### What is required:
Every line of the records below should be restated exactly.

### Provided records:
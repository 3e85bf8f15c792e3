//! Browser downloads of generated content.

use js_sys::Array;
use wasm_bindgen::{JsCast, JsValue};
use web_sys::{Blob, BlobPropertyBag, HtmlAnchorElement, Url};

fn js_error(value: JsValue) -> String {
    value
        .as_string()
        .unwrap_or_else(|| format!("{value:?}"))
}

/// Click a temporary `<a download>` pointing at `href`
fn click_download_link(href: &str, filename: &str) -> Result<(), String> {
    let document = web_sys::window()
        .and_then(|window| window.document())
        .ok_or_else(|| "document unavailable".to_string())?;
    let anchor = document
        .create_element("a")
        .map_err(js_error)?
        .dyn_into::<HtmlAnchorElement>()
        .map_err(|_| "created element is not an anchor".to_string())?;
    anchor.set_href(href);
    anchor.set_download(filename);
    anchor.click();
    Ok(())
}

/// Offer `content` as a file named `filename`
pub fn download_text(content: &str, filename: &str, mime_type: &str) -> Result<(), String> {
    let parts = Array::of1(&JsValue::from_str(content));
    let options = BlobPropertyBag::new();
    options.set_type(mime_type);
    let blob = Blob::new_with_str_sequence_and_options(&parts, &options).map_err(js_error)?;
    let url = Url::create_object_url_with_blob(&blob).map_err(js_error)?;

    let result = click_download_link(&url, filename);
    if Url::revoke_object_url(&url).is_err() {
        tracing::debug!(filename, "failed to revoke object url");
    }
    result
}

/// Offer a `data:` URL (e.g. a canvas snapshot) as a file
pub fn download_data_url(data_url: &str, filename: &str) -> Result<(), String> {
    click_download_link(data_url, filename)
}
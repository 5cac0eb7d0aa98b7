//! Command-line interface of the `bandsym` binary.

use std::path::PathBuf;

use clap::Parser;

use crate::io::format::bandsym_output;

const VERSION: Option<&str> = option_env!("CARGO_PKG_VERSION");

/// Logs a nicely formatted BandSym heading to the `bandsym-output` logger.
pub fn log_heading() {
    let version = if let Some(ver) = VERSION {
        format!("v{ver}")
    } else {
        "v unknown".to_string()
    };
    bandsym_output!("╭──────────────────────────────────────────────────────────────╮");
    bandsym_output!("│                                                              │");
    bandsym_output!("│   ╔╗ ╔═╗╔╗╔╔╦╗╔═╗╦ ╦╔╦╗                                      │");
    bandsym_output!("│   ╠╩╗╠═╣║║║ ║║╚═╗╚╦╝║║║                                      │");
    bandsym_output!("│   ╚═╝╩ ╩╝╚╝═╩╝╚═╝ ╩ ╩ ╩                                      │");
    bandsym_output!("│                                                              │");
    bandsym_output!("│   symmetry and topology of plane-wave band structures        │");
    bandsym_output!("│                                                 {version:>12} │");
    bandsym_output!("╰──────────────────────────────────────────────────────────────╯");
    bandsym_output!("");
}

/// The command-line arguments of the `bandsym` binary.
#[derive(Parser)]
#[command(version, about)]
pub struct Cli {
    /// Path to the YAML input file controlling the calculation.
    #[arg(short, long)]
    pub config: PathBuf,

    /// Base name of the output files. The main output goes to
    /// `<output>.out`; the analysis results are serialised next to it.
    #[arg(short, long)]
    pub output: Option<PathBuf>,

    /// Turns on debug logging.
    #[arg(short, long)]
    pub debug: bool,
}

### Task result:
repository 3e85bf8f15c792e3
//! Browser downloads of generated content.

use js_sys::Array;
use wasm_bindgen::{JsCast, JsValue};
use web_sys::{Blob, BlobPropertyBag, HtmlAnchorElement, Url};

fn js_error(value: JsValue) -> String {
    value
        .as_string()
        .unwrap_or_else(|| format!("{value:?}"))
}

/// Click a temporary `<a download>` pointing at `href`
fn click_download_link(href: &str, filename: &str) -> Result<(), String> {
    let document = web_sys::window()
        .and_then(|window| window.document())
        .ok_or_else(|| "document unavailable".to_string())?;
    let anchor = document
        .create_element("a")
        .map_err(js_error)?
        .dyn_into::<HtmlAnchorElement>()
        .map_err(|_| "created element is not an anchor".to_string())?;
    anchor.set_href(href);
    anchor.set_download(filename);
    anchor.click();
    Ok(())
}

/// Offer `content` as a file named `filename`
pub fn download_text(content: &str, filename: &str, mime_type: &str) -> Result<(), String> {
    let parts = Array::of1(&JsValue::from_str(content));
    let options = BlobPropertyBag::new();
    options.set_type(mime_type);
    let blob = Blob::new_with_str_sequence_and_options(&parts, &options).map_err(js_error)?;
    let url = Url::create_object_url_with_blob(&blob).map_err(js_error)?;

    let result = click_download_link(&url, filename);
    if Url::revoke_object_url(&url).is_err() {
        tracing::debug!(filename, "failed to revoke object url");
    }
    result
}

/// Offer a `data:` URL (e.g. a canvas snapshot) as a file
pub fn download_data_url(data_url: &str, filename: &str) -> Result<(), String> {
    click_download_link(data_url, filename)
}
repository 5cac0eb7d0aa98b7
//! Command-line interface of the `bandsym` binary.

use std::path::PathBuf;

use clap::Parser;

use crate::io::format::bandsym_output;

const VERSION: Option<&str> = option_env!("CARGO_PKG_VERSION");

/// Logs a nicely formatted BandSym heading to the `bandsym-output` logger.
pub fn log_heading() {
    let version = if let Some(ver) = VERSION {
        format!("v{ver}")
    } else {
        "v unknown".to_string()
    };
    bandsym_output!("╭──────────────────────────────────────────────────────────────╮");
    bandsym_output!("│                                                              │");
    bandsym_output!("│   ╔╗ ╔═╗╔╗╔╔╦╗╔═╗╦ ╦╔╦╗                                      │");
    bandsym_output!("│   ╠╩╗╠═╣║║║ ║║╚═╗╚╦╝║║║                                      │");
    bandsym_output!("│   ╚═╝╩ ╩╝╚╝═╩╝╚═╝ ╩ ╩ ╩                                      │");
    bandsym_output!("│                                                              │");
    bandsym_output!("│   symmetry and topology of plane-wave band structures        │");
    bandsym_output!("│                                                 {version:>12} │");
    bandsym_output!("╰──────────────────────────────────────────────────────────────╯");
    bandsym_output!("");
}

/// The command-line arguments of the `bandsym` binary.
#[derive(Parser)]
#[command(version, about)]
pub struct Cli {
    /// Path to the YAML input file controlling the calculation.
    #[arg(short, long)]
    pub config: PathBuf,

    /// Base name of the output files. The main output goes to
    /// `<output>.out`; the analysis results are serialised next to it.
    #[arg(short, long)]
    pub output: Option<PathBuf>,

    /// Turns on debug logging.
    #[arg(short, long)]
    pub debug: bool,
}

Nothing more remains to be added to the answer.